Snyder was sentenced under 18 U.S.C. § 924(e)(1), which carries a
mandatory minimum sentence of fifteen years’ imprisonment. He claims that this
9
statute does not apply to him and that his ACCA sentence enhancement is invalid
after Johnson. If he is correct, he should instead have been sentenced under 18
U.S.C. § 924(a)(2), which carries a statutory maximum sentence of only ten
years’ imprisonment. Thus, there is not just a possibility, but a certainty, that the
alleged error influenced the outcome of Snyder’s sentencing, because his sentence
of 172 months and 10 days would exceed the statutory maximum allowed for his
crimes. A sentence that is not authorized by law is certainly an “actual and
substantial disadvantage” of “constitutional dimensions.” See Frady, 456 U.S. at
170. Thus, Snyder has shown actual prejudice arising from the asserted error.
Because he has shown both cause and prejudice, his claim overcomes procedural
default.
The Merits of Snyder’s Claim
Finally, we turn to the merits of Snyder’s claim. Snyder alleges in his
§ 2255 motion that “[u]nder Johnson, [his] prior burglary convictions cannot
sustain the ACCA sentencing enhancement.” ROA, Vol. 1 at 42. This allegation
necessarily implies that the district court, in sentencing Snyder under the ACCA,
concluded that his prior burglary convictions fell within the scope of the ACCA’s
residual clause. In other words, it necessarily implies that Snyder’s ACCA
sentence “was imposed under an invalid—indeed, unconstitutional—legal theory,
and that [Snyder] was, therefore, sentenced in violation of the Constitution.”

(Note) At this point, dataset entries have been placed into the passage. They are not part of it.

use anyhow::{Context, Result};
use indicatif::{ProgressBar, ProgressStyle};
use log::{debug, info};
use rayon::prelude::*;
use tile_engine::{Direction, EngineError, GameStatus, Grid, Score, Tile};

use crate::config::{Config, GameSettings};
use crate::env::{GameEnv, Step};
use crate::policy::Policy;

/// Summary for a completed game.
#[derive(Debug, Clone, PartialEq, Eq)]
pub struct GameSummary {
    pub game_id: u32,
    pub seed: u64,
    pub steps: u64,
    pub score: Score,
    pub highest_tile: Tile,
    pub status: GameStatus,
}

/// Aggregate over a batch of independent games, ordered by game id.
#[derive(Debug, Clone, PartialEq)]
pub struct BatchSummary {
    pub games: Vec<GameSummary>,
    pub wins: usize,
    pub losses: usize,
    pub mean_score: f64,
    pub best_score: Score,
    pub best_tile: Tile,
}

impl BatchSummary {
    pub fn from_games(games: Vec<GameSummary>) -> Self {
        let wins = games.iter().filter(|g| g.status == GameStatus::Win).count();
        let losses = games.iter().filter(|g| g.status == GameStatus::Lose).count();
        let total: Score = games.iter().map(|g| g.score).sum();
        let mean_score = if games.is_empty() { 0.0 } else { total as f64 / games.len() as f64 };
        let best_score = games.iter().map(|g| g.score).max().unwrap_or(0);
        let best_tile = games.iter().map(|g| g.highest_tile).max().unwrap_or(0);
        BatchSummary { games, wins, losses, mean_score, best_score, best_tile }
    }
}

/// Play one game to completion (or `max_steps`) with `policy`.
///
/// `observer` sees every applied direction together with the step result and
/// the grid after it, which is how the CLI renders a watched game.
pub fn play_game<F>(
    game_id: u32,
    seed: u64,
    game: &GameSettings,
    policy: &mut dyn Policy,
    max_steps: Option<u64>,
    mut observer: F,
) -> Result<GameSummary, EngineError>
where
    F: FnMut(Direction, &Step, &Grid),
{
    let mut env = GameEnv::seeded(game.size, game.win_tile, seed)?;
    let limit = max_steps.unwrap_or(u64::MAX);
    let mut done = env.status().is_over();
    while !done && env.steps() < limit {
        let Some(dir) = policy.choose(env.grid()) else {
            break;
        };
        let step = env.step_direction(dir);
        observer(dir, &step, env.grid());
        done = step.done;
    }
    Ok(GameSummary {
        game_id,
        seed,
        steps: env.steps(),
        score: env.score(),
        highest_tile: env.grid().highest_tile(),
        status: env.status(),
    })
}

/// Play `cfg.auto.games` independent games in parallel.
///
/// Game `i` uses seed `base_seed + i` for both its grid and its policy, so a
/// batch is reproducible regardless of how rayon schedules it.
pub fn run_batch(cfg: &Config, base_seed: u64) -> Result<BatchSummary> {
    let games = cfg.auto.games;
    info!(
        "Playing {} game(s) with the {:?} policy on a {}x{} grid",
        games, cfg.auto.policy, cfg.game.size, cfg.game.size
    );
    let pb = default_progress_bar(games as u64)?;

    let process = || -> Result<Vec<GameSummary>> {
        (0..games)
            .into_par_iter()
            .map(|game_id| {
                let seed = base_seed.wrapping_add(game_id as u64);
                let mut policy = cfg.auto.policy.build(seed);
                let summary = play_game(
                    game_id,
                    seed,
                    &cfg.game,
                    policy.as_mut(),
                    cfg.auto.max_steps,
                    |_, _, _| {},
                )?;
                debug!(
                    "game {} (seed {}): {} steps, score {}, highest tile {}, {}",
                    summary.game_id,
                    summary.seed,
                    summary.steps,
                    summary.score,
                    summary.highest_tile,
                    summary.status
                );
                pb.inc(1);
                Ok(summary)
            })
            .collect()
    };

    let mut results = if let Some(n) = cfg.auto.workers {
        rayon::ThreadPoolBuilder::new()
            .num_threads(n)
            .build()
            .context("failed to build rayon thread pool")?
            .install(process)?
    } else {
        process()?
    };

    pb.finish_with_message("games played");
    results.sort_by_key(|g| g.game_id);

    let summary = BatchSummary::from_games(results);
    info!(
        "Completed {} game(s): {} win(s), {} loss(es), mean score {:.1}, best score {}, best tile {}",
        summary.games.len(),
        summary.wins,
        summary.losses,
        summary.mean_score,
        summary.best_score,
        summary.best_tile
    );
    Ok(summary)
}

fn default_progress_bar(len: u64) -> Result<ProgressBar> {
    let pb = ProgressBar::new(len);
    pb.set_style(
        ProgressStyle::with_template("[{elapsed_precise}] {wide_bar} {pos}/{len}")
            .context("invalid progress bar template")?
            .progress_chars("=> "),
    );
    Ok(pb)
}
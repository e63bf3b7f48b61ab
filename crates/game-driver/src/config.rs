use std::io::Read;
use std::path::Path;

use anyhow::{Context, Result, bail};
use log::info;
use tile_engine::Tile;

use crate::policy::PolicyKind;

#[derive(Clone, Debug, PartialEq, serde::Deserialize, Default)]
pub struct Config {
    #[serde(default)]
    pub game: GameSettings,

    // Settings for automated (policy-driven) play.
    #[serde(default)]
    pub auto: AutoSettings,
}

#[derive(Clone, Debug, PartialEq, serde::Deserialize)]
pub struct GameSettings {
    /// Grid side length (N for an N×N grid).
    #[serde(default = "defaults::size")]
    pub size: usize,
    /// Tile value that counts as a win.
    #[serde(default = "defaults::win_tile")]
    pub win_tile: Tile,
    /// Base RNG seed. When absent, a random seed is drawn at startup.
    #[serde(default)]
    pub seed: Option<u64>,
}

#[derive(Clone, Debug, PartialEq, serde::Deserialize)]
pub struct AutoSettings {
    #[serde(default)]
    pub policy: PolicyKind,
    #[serde(default = "defaults::games")]
    pub games: u32,
    /// Rayon pool size for batched games; `None` uses the global pool.
    #[serde(default)]
    pub workers: Option<usize>,
    /// Hard cap on steps per game.
    #[serde(default)]
    pub max_steps: Option<u64>,
    /// Pause between rendered frames when watching a single game.
    #[serde(default = "defaults::frame_delay_ms")]
    pub frame_delay_ms: u64,
    #[serde(default = "defaults::render")]
    pub render: bool,
}

impl Default for GameSettings {
    fn default() -> Self {
        Self { size: defaults::size(), win_tile: defaults::win_tile(), seed: None }
    }
}

impl Default for AutoSettings {
    fn default() -> Self {
        Self {
            policy: PolicyKind::default(),
            games: defaults::games(),
            workers: None,
            max_steps: None,
            frame_delay_ms: defaults::frame_delay_ms(),
            render: defaults::render(),
        }
    }
}

impl Config {
    pub fn from_toml<P: AsRef<Path>>(path: P) -> Result<Self> {
        let path = path.as_ref();
        let mut file = std::fs::File::open(path)
            .with_context(|| format!("failed to open config {}", path.display()))?;
        let mut contents = String::new();
        file.read_to_string(&mut contents)
            .with_context(|| format!("failed to read config {}", path.display()))?;
        Self::from_toml_str(&contents)
            .with_context(|| format!("invalid config {}", path.display()))
    }

    pub fn from_toml_str(contents: &str) -> Result<Self> {
        let cfg: Self = toml::from_str(contents)?;
        cfg.validate()?;
        Ok(cfg)
    }

    /// Load `path` if given, otherwise fall back to defaults.
    pub fn load(path: Option<&Path>) -> Result<Self> {
        match path {
            Some(p) => {
                info!("Using configuration file: {}", p.display());
                Self::from_toml(p)
            }
            None => {
                info!("No configuration file given; using defaults");
                Ok(Self::default())
            }
        }
    }

    /// Reject settings the engine or the rollout runner cannot honour.
    pub fn validate(&self) -> Result<()> {
        if self.game.size < 2 {
            bail!("game.size must be >= 2, got {}", self.game.size);
        }
        if self.game.win_tile < 4 || !self.game.win_tile.is_power_of_two() {
            bail!(
                "game.win_tile must be a power of two >= 4, got {}",
                self.game.win_tile
            );
        }
        if self.auto.games == 0 {
            bail!("auto.games must be > 0");
        }
        if self.auto.workers == Some(0) {
            bail!("auto.workers must be > 0 when specified");
        }
        Ok(())
    }
}

mod defaults {
    use tile_engine::{Tile, WIN_TILE};

    pub fn size() -> usize { 4 }
    pub fn win_tile() -> Tile { WIN_TILE }
    pub fn games() -> u32 { 1 }
    pub fn frame_delay_ms() -> u64 { 500 }
    pub fn render() -> bool { true }
}
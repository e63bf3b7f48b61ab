//! Step/reset environment for policy-driven play.
//!
//! Actions are the discrete indices 0 = up, 1 = down, 2 = left, 3 = right.
//! Each step slides the grid, spawns a tile only if something moved, and
//! reports the score gained as the reward. The episode is done as soon as
//! the grid is won or lost.

use rand::SeedableRng;
use rand::rngs::StdRng;
use rand::Rng;
use tile_engine::{
    Direction, EngineError, GameStatus, Grid, Score, Tile, spawn_tile, status_with_target,
};

/// Snapshot of the grid handed to a policy.
#[derive(Debug, Clone, PartialEq, Eq)]
pub struct Observation {
    pub size: usize,
    /// Raw tile values, row-major.
    pub values: Vec<Tile>,
    /// log2 of each tile (0 for empty), row-major.
    pub exponents: Vec<u8>,
}

impl Observation {
    fn of(grid: &Grid) -> Self {
        Observation {
            size: grid.size(),
            values: grid.cells().to_vec(),
            exponents: grid.to_exponents(),
        }
    }
}

/// Result of a single environment step.
#[derive(Debug, Clone, PartialEq, Eq)]
pub struct Step {
    pub observation: Observation,
    pub reward: Score,
    pub done: bool,
    pub moved: bool,
    pub status: GameStatus,
}

/// Single-game environment owning its grid and RNG.
pub struct GameEnv<R: Rng = StdRng> {
    blank: Grid,
    grid: Grid,
    win_tile: Tile,
    rng: R,
    steps: u64,
}

impl GameEnv<StdRng> {
    /// Environment with a `StdRng` seeded from `seed`.
    pub fn seeded(size: usize, win_tile: Tile, seed: u64) -> Result<Self, EngineError> {
        Self::new(size, win_tile, StdRng::seed_from_u64(seed))
    }
}

impl<R: Rng> GameEnv<R> {
    /// Create an environment and start its first game.
    pub fn new(size: usize, win_tile: Tile, rng: R) -> Result<Self, EngineError> {
        let blank = Grid::empty(size)?;
        let mut env = GameEnv { grid: blank.clone(), blank, win_tile, rng, steps: 0 };
        env.reset();
        Ok(env)
    }

    /// Start a fresh game with two random tiles.
    pub fn reset(&mut self) -> Observation {
        let mut grid = self.blank.clone();
        spawn_tile(&mut grid, &mut self.rng);
        spawn_tile(&mut grid, &mut self.rng);
        self.grid = grid;
        self.steps = 0;
        self.observation()
    }

    /// Apply the action with index `action`.
    ///
    /// Indices outside 0..=3 are rejected without touching the game.
    pub fn step(&mut self, action: usize) -> Result<Step, EngineError> {
        let dir = Direction::from_action(action)?;
        Ok(self.step_direction(dir))
    }

    pub fn step_direction(&mut self, dir: Direction) -> Step {
        let result = self.grid.make_move(dir, &mut self.rng);
        let reward = result.score_delta(&self.grid);
        self.grid = result.grid;
        self.steps += 1;
        let status = self.status();
        Step {
            observation: self.observation(),
            reward,
            done: status.is_over(),
            moved: result.moved,
            status,
        }
    }

    /// Which actions would change the grid, indexed like `step`.
    pub fn action_mask(&self) -> [bool; 4] {
        let mut mask = [false; 4];
        for dir in self.grid.legal_moves() {
            mask[dir.index()] = true;
        }
        mask
    }

    pub fn observation(&self) -> Observation {
        Observation::of(&self.grid)
    }

    pub fn grid(&self) -> &Grid {
        &self.grid
    }

    pub fn score(&self) -> Score {
        self.grid.score()
    }

    pub fn status(&self) -> GameStatus {
        status_with_target(&self.grid, self.win_tile)
    }

    /// Number of steps taken since the last reset, including non-moving ones.
    pub fn steps(&self) -> u64 {
        self.steps
    }

    /// Console rendering: the grid followed by the score.
    pub fn render(&self) -> String {
        format!("{}SCORE: {}", self.grid, self.score())
    }
}
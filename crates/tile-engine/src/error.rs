use thiserror::Error;

use crate::engine::Tile;

/// Contract violations detected at the engine boundary.
///
/// All of these are raised before any grid is touched, so a caller never
/// observes a partially applied transformation.
#[derive(Error, Debug, Clone, PartialEq, Eq)]
pub enum EngineError {
    #[error("grid size must be at least 2, got {size}")]
    InvalidSize { size: usize },
    #[error("grid is not square: row {row} has {len} cells, expected {size}")]
    NotSquare { row: usize, len: usize, size: usize },
    #[error("invalid tile {value} at ({row}, {col}): must be 0 or a power of two >= 2")]
    InvalidTile { row: usize, col: usize, value: Tile },
    #[error("invalid action index {0}: expected 0..=3")]
    InvalidAction(usize),
    #[error("invalid direction '{0}': expected up, down, left or right")]
    InvalidDirection(String),
}
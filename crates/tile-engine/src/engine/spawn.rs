use rand::Rng;

use super::state::{Grid, Tile};

/// Where the spawner put a tile, and which value it chose.
#[derive(Debug, Clone, Copy, PartialEq, Eq)]
pub struct Spawned {
    pub row: usize,
    pub col: usize,
    pub value: Tile,
}

/// Insert a random 2 (90%) or 4 (10%) tile into a uniformly chosen empty cell.
///
/// This is the only engine operation that mutates a grid in place. A full
/// grid is left untouched and `None` is returned; callers that need a spawn
/// to happen should check `count_empty` or the game status first.
///
/// ```
/// use tile_engine::{Grid, spawn_tile};
/// use rand::{SeedableRng, rngs::StdRng};
/// let mut rng = StdRng::seed_from_u64(123);
/// let mut g = Grid::empty(4).unwrap();
/// let placed = spawn_tile(&mut g, &mut rng).unwrap();
/// assert_eq!(g.get(placed.row, placed.col), Some(placed.value));
/// assert_eq!(g.count_empty(), 15);
/// ```
pub fn spawn_tile<R: Rng + ?Sized>(grid: &mut Grid, rng: &mut R) -> Option<Spawned> {
    let empty = grid.empty_cells();
    if empty.is_empty() {
        return None;
    }
    let (row, col) = empty[rng.gen_range(0..empty.len())];
    let value = generate_random_tile(rng);
    grid.set(row, col, value);
    Some(Spawned { row, col, value })
}

fn generate_random_tile<R: Rng + ?Sized>(rng: &mut R) -> Tile {
    if rng.gen_range(0..10) < 9 { 2 } else { 4 }
}
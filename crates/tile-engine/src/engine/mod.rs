//! Engine module: square tile grid, direction-generic moves and the
//! random tile spawner. Public API stays small and value-oriented.
//!
//! - `Grid` is the N×N state with useful methods.
//! - Free functions mirror the methods when convenient (e.g., `shift`).
//! - Every direction reduces to `move_left` via `reverse`/`transpose`.

mod ops;
mod spawn;
pub mod state;

pub use state::{Direction, GameStatus, Grid, MoveResult, Score, Tile};

pub use ops::{
    WIN_TILE, compress, legal_moves, make_move, merge, move_left, new_game, reverse, score, shift,
    status, status_with_target, transpose,
};
pub use spawn::{Spawned, spawn_tile};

United States v. Geozos, No. 17-35018, slip op. at 10, 2017 WL 3712155 at *4
10
(9th Cir. Aug. 29, 2017).
The district court, however, found that “[t]he actual facts of record in this
matter offer no basis whatsoever for the notion the sentence [Snyder] received
was based on the ACCA’s ‘residual clause,’ rather than its ‘enumerated offenses
clause.’” ROA, Vol. 1 at 133. In other words, the district court found, as a
matter of historical fact, that it did not apply the ACCA’s residual clause in
sentencing Snyder under the ACCA. In support, the district court began by noting
that “[b]urglary is an enumerated offense under the ACCA, and [Snyder’s]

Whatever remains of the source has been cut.